Recovery was still a very long road. Amelia was intubated for two months and spent a total of three-and-a-half months in the NICU. We were told life in the NICU was like a roller coaster, and that was the honest truth. Every step forward was followed by a step back, but our support system at Texas Children’s was incredible. They held her hand (and ours) through every step. We were followed by cardiology, ophthalmology, pulmonology, immunology, infectious disease (long story), otolaryngology and physical and occupational therapy, and each specialist came with an amazing level of knowledge and care. 

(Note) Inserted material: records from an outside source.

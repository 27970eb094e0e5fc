//! End-to-end tests for the std:reflect module
//!
//! Tests verify that reflect methods compile and execute correctly
//! through the NativeCall dispatch pipeline.
//!
//! Notes:
//! - Reflect methods use `number` for opaque Value parameters.
//!   For testing with non-number types (strings, objects, booleans),
//!   we use `__NATIVE_CALL` directly to bypass type checking.
//! - MetadataStore requires object (pointer) targets, not primitives.
//! - Avoid `let x: number = __NATIVE_CALL(...)` when classes are defined
//!   in the same compilation unit (triggers type checker issue). Use
//!   `let x = __NATIVE_CALL(...)` without explicit type annotation instead.
//! - Field access (has/get/set) requires ClassMetadataRegistry to be populated,
//!   which is not yet connected to the e2e compilation pipeline.
//! - Proxy, permissions, and bootstrap handlers are in handlers/reflect.rs
//!   but not yet wired to the nested call dispatch path.

use super::harness::{
    compile_and_run_with_builtins, expect_bool_with_builtins, expect_i32_with_builtins,
};

// ============================================================================
// Import & Smoke Tests
// ============================================================================

#[test]
fn test_reflect_import() {
    let result = compile_and_run_with_builtins(
        r#"
        import reflect from "std:reflect";
        return 1;
    "#,
    );
    assert!(
        result.is_ok(),
        "Reflect should be importable from std:reflect: {:?}",
        result.err()
    );
}

// ============================================================================
// Type Guards (via reflect methods - number args)
// ============================================================================

#[test]
fn test_reflect_is_number_true() {
    expect_bool_with_builtins(
        r#"
        import reflect from "std:reflect";
        return reflect.isNumber(42);
    "#,
        true,
    );
}

#[test]
fn test_reflect_is_number_zero() {
    expect_bool_with_builtins(
        r#"
        import reflect from "std:reflect";
        return reflect.isNumber(0);
    "#,
        true,
    );
}

#[test]
fn test_reflect_is_number_float() {
    expect_bool_with_builtins(
        r#"
        import reflect from "std:reflect";
        return reflect.isNumber(3.14);
    "#,
        true,
    );
}

#[test]
fn test_reflect_is_boolean_with_number() {
    expect_bool_with_builtins(
        r#"
        import reflect from "std:reflect";
        return reflect.isBoolean(42);
    "#,
        false,
    );
}

#[test]
fn test_reflect_is_string_with_number() {
    expect_bool_with_builtins(
        r#"
        import reflect from "std:reflect";
        return reflect.isString(42);
    "#,
        false,
    );
}

#[test]
fn test_reflect_is_null_with_number() {
    expect_bool_with_builtins(
        r#"
        import reflect from "std:reflect";
        return reflect.isNull(42);
    "#,
        false,
    );
}

#[test]
fn test_reflect_is_object_with_number() {
    expect_bool_with_builtins(
        r#"
        import reflect from "std:reflect";
        return reflect.isObject(42);
    "#,
        false,
    );
}

#[test]
fn test_reflect_is_array_with_number() {
    expect_bool_with_builtins(
        r#"
        import reflect from "std:reflect";
        return reflect.isArray(42);
    "#,
        false,
    );
}

// ============================================================================
// Type Guards (via __NATIVE_CALL - non-number args)
// ============================================================================

#[test]
fn test_reflect_is_string_true() {
    // REFLECT_IS_STRING = 0x0D50
    expect_bool_with_builtins(
        r#"
        import reflect from "std:reflect";
        return __NATIVE_CALL(0x0D50, "hello");
    "#,
        true,
    );
}

#[test]
fn test_reflect_is_boolean_true() {
    // REFLECT_IS_BOOLEAN = 0x0D52
    expect_bool_with_builtins(
        r#"
        import reflect from "std:reflect";
        return __NATIVE_CALL(0x0D52, true);
    "#,
        true,
    );
}

#[test]
fn test_reflect_is_null_true() {
    // REFLECT_IS_NULL = 0x0D53
    expect_bool_with_builtins(
        r#"
        import reflect from "std:reflect";
        return __NATIVE_CALL(0x0D53, null);
    "#,
        true,
    );
}

#[test]
fn test_reflect_is_object_true() {
    // REFLECT_IS_OBJECT = 0x0D56, test with an actual object
    expect_bool_with_builtins(
        r#"
        import reflect from "std:reflect";
        class Obj { x: number = 1; }
        let o: Obj = new Obj();
        return __NATIVE_CALL(0x0D56, o);
    "#,
        true,
    );
}

// ============================================================================
// Metadata Operations (using object targets via __NATIVE_CALL)
// ============================================================================

// MetadataStore requires pointer (object) targets. We use __NATIVE_CALL
// to pass class instances directly to the metadata handlers.

#[test]
fn test_reflect_define_and_has_metadata() {
    // REFLECT_DEFINE_METADATA = 0x0D00, REFLECT_HAS_METADATA = 0x0D04
    expect_bool_with_builtins(
        r#"
        import reflect from "std:reflect";
        class Meta1 { x: number = 0; }
        let target: Meta1 = new Meta1();
        __NATIVE_CALL(0x0D00, "key", 42, target);
        return __NATIVE_CALL(0x0D04, "key", target);
    "#,
        true,
    );
}

#[test]
fn test_reflect_has_metadata_nonexistent() {
    // REFLECT_HAS_METADATA = 0x0D04
    expect_bool_with_builtins(
        r#"
        import reflect from "std:reflect";
        class Meta2 { x: number = 0; }
        let target: Meta2 = new Meta2();
        return __NATIVE_CALL(0x0D04, "nonexistent", target);
    "#,
        false,
    );
}

#[test]
fn test_reflect_define_and_get_metadata() {
    // REFLECT_DEFINE_METADATA = 0x0D00, REFLECT_GET_METADATA = 0x0D02
    expect_i32_with_builtins(
        r#"
        import reflect from "std:reflect";
        class Meta3 { x: number = 0; }
        let target: Meta3 = new Meta3();
        __NATIVE_CALL(0x0D00, "answer", 42, target);
        return __NATIVE_CALL(0x0D02, "answer", target);
    "#,
        42,
    );
}

#[test]
fn test_reflect_delete_metadata() {
    // REFLECT_DEFINE_METADATA = 0x0D00, REFLECT_DELETE_METADATA = 0x0D08,
    // REFLECT_HAS_METADATA = 0x0D04
    expect_bool_with_builtins(
        r#"
        import reflect from "std:reflect";
        class Meta4 { x: number = 0; }
        let target: Meta4 = new Meta4();
        __NATIVE_CALL(0x0D00, "key", 100, target);
        __NATIVE_CALL(0x0D08, "key", target);
        return __NATIVE_CALL(0x0D04, "key", target);
    "#,
        false,
    );
}

#[test]
fn test_reflect_delete_metadata_returns_true() {
    // REFLECT_DEFINE_METADATA = 0x0D00, REFLECT_DELETE_METADATA = 0x0D08
    expect_bool_with_builtins(
        r#"
        import reflect from "std:reflect";
        class Meta5 { x: number = 0; }
        let target: Meta5 = new Meta5();
        __NATIVE_CALL(0x0D00, "key", 100, target);
        return __NATIVE_CALL(0x0D08, "key", target);
    "#,
        true,
    );
}

#[test]
fn test_reflect_delete_metadata_nonexistent() {
    // REFLECT_DELETE_METADATA = 0x0D08
    expect_bool_with_builtins(
        r#"
        import reflect from "std:reflect";
        class Meta6 { x: number = 0; }
        let target: Meta6 = new Meta6();
        return __NATIVE_CALL(0x0D08, "nonexistent", target);
    "#,
        false,
    );
}

#[test]
fn test_reflect_metadata_overwrite() {
    // REFLECT_DEFINE_METADATA = 0x0D00, REFLECT_GET_METADATA = 0x0D02
    expect_i32_with_builtins(
        r#"
        import reflect from "std:reflect";
        class Meta7 { x: number = 0; }
        let target: Meta7 = new Meta7();
        __NATIVE_CALL(0x0D00, "key", 10, target);
        __NATIVE_CALL(0x0D00, "key", 20, target);
        return __NATIVE_CALL(0x0D02, "key", target);
    "#,
        20,
    );
}

#[test]
fn test_reflect_metadata_different_targets() {
    // Each object is a separate metadata target
    // REFLECT_DEFINE_METADATA = 0x0D00, REFLECT_GET_METADATA = 0x0D02
    expect_i32_with_builtins(
        r#"
        import reflect from "std:reflect";
        class Meta8 { x: number = 0; }
        let t1: Meta8 = new Meta8();
        let t2: Meta8 = new Meta8();
        __NATIVE_CALL(0x0D00, "key", 10, t1);
        __NATIVE_CALL(0x0D00, "key", 20, t2);
        return __NATIVE_CALL(0x0D02, "key", t1);
    "#,
        10,
    );
}

// ============================================================================
// Metadata Property Operations
// ============================================================================

#[test]
fn test_reflect_define_and_has_metadata_prop() {
    // REFLECT_DEFINE_METADATA_PROP = 0x0D01, REFLECT_HAS_METADATA_PROP = 0x0D05
    expect_bool_with_builtins(
        r#"
        import reflect from "std:reflect";
        class Meta9 { x: number = 0; }
        let target: Meta9 = new Meta9();
        __NATIVE_CALL(0x0D01, "type", 42, target, "name");
        return __NATIVE_CALL(0x0D05, "type", target, "name");
    "#,
        true,
    );
}

#[test]
fn test_reflect_define_and_get_metadata_prop() {
    // REFLECT_DEFINE_METADATA_PROP = 0x0D01, REFLECT_GET_METADATA_PROP = 0x0D03
    expect_i32_with_builtins(
        r#"
        import reflect from "std:reflect";
        class Meta10 { x: number = 0; }
        let target: Meta10 = new Meta10();
        __NATIVE_CALL(0x0D01, "type", 99, target, "field");
        return __NATIVE_CALL(0x0D03, "type", target, "field");
    "#,
        99,
    );
}

// ============================================================================
// Class Introspection (via __NATIVE_CALL)
// ============================================================================

#[test]
fn test_reflect_get_class() {
    // REFLECT_GET_CLASS = 0x0D10, returns class ID (i32 > 0)
    let result = compile_and_run_with_builtins(
        r#"
        import reflect from "std:reflect";
        class Foo { x: number = 42; }
        let obj: Foo = new Foo();
        return __NATIVE_CALL(0x0D10, obj);
    "#,
    );
    match result {
        Ok(value) => {
            let class_id = value.as_i32().expect("Expected i32 class ID");
            assert!(class_id > 0, "Class ID should be positive, got {}", class_id);
        }
        Err(e) => panic!("getClass should work: {}", e),
    }
}

#[test]
fn test_reflect_is_instance_of() {
    // REFLECT_GET_CLASS = 0x0D10, REFLECT_IS_INSTANCE_OF = 0x0D15
    expect_bool_with_builtins(
        r#"
        import reflect from "std:reflect";
        class Bar { y: number = 10; }
        let obj: Bar = new Bar();
        let classId = __NATIVE_CALL(0x0D10, obj);
        return __NATIVE_CALL(0x0D15, obj, classId);
    "#,
        true,
    );
}

#[test]
fn test_reflect_get_type_info() {
    let result = compile_and_run_with_builtins(
        r#"
        import reflect from "std:reflect";
        return reflect.getTypeInfo(42);
    "#,
    );
    assert!(
        result.is_ok(),
        "getTypeInfo should work: {:?}",
        result.err()
    );
}

// ============================================================================
// Object Inspection
// ============================================================================

#[test]
fn test_reflect_inspect() {
    let result = compile_and_run_with_builtins(
        r#"
        import reflect from "std:reflect";
        return reflect.inspect(42);
    "#,
    );
    assert!(
        result.is_ok(),
        "inspect should work: {:?}",
        result.err()
    );
}

#[test]
fn test_reflect_get_object_id() {
    // REFLECT_GET_OBJECT_ID = 0x0D71
    let result = compile_and_run_with_builtins(
        r#"
        import reflect from "std:reflect";
        class IdTest { x: number = 1; }
        let obj: IdTest = new IdTest();
        return __NATIVE_CALL(0x0D71, obj);
    "#,
    );
    match result {
        Ok(value) => {
            let id = value.as_i32().expect("Expected i32 object ID");
            assert!(id >= 0, "Object ID should be non-negative, got {}", id);
        }
        Err(e) => panic!("getObjectId should work: {}", e),
    }
}

// ============================================================================
// Combined Operations
// ============================================================================

#[test]
fn test_reflect_native_call_typed_boolean_in_if() {
    // Verify __NATIVE_CALL<boolean> result can be used in if conditions
    expect_i32_with_builtins(
        r#"
        import reflect from "std:reflect";
        class TypedTest { x: number = 0; }
        let t: TypedTest = new TypedTest();
        __NATIVE_CALL(0x0D00, "key", 42, t);
        let hasKey: boolean = __NATIVE_CALL<boolean>(0x0D04, "key", t);
        if (hasKey) {
            return 1;
        }
        return 0;
    "#,
        1,
    );
}

#[test]
fn test_reflect_native_call_typed_number() {
    // Verify __NATIVE_CALL<number> result gets proper number type
    expect_i32_with_builtins(
        r#"
        import reflect from "std:reflect";
        class TypedNum { x: number = 0; }
        let t: TypedNum = new TypedNum();
        __NATIVE_CALL(0x0D00, "val", 99, t);
        let val: number = __NATIVE_CALL<number>(0x0D02, "val", t);
        return val;
    "#,
        99,
    );
}

#[test]
fn test_reflect_metadata_workflow() {
    // Define multiple metadata entries on an object, verify retrieval
    // REFLECT_DEFINE_METADATA = 0x0D00, REFLECT_HAS_METADATA = 0x0D04,
    // REFLECT_GET_METADATA = 0x0D02
    expect_i32_with_builtins(
        r#"
        import reflect from "std:reflect";
        class Target { x: number = 0; }
        let t: Target = new Target();
        __NATIVE_CALL(0x0D00, "version", 1, t);
        __NATIVE_CALL(0x0D00, "priority", 5, t);
        return __NATIVE_CALL<number>(0x0D02, "priority", t);
    "#,
        5,
    );
}

#[test]
fn test_reflect_class_introspection_workflow() {
    // Get class ID and verify instance check
    // REFLECT_GET_CLASS = 0x0D10, REFLECT_IS_INSTANCE_OF = 0x0D15
    expect_bool_with_builtins(
        r#"
        import reflect from "std:reflect";
        class Animal { name: string = "generic"; }
        let a: Animal = new Animal();
        let classId = __NATIVE_CALL(0x0D10, a);
        let isAnimal = __NATIVE_CALL(0x0D15, a, classId);
        return isAnimal;
    "#,
        true,
    );
}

Today, Amelia is 4 years old. She wears hearing aids for mild-to-moderate hearing loss, wears glasses, and has some lingering respiratory issues when she gets sick, but otherwise she’s a perfectly normal and healthy little girl. She’s active, funny and smart as a whip. In fact, we joke about how the medicine she was on as a newborn made her super-human, with a freakishly good memory. Amelia also still bears her battle wounds, with four little dimples in her back from the shunts and scars on each side from the chest tubes. Every time I see Amelia’s scars, it reminds me of what a true miracle she is.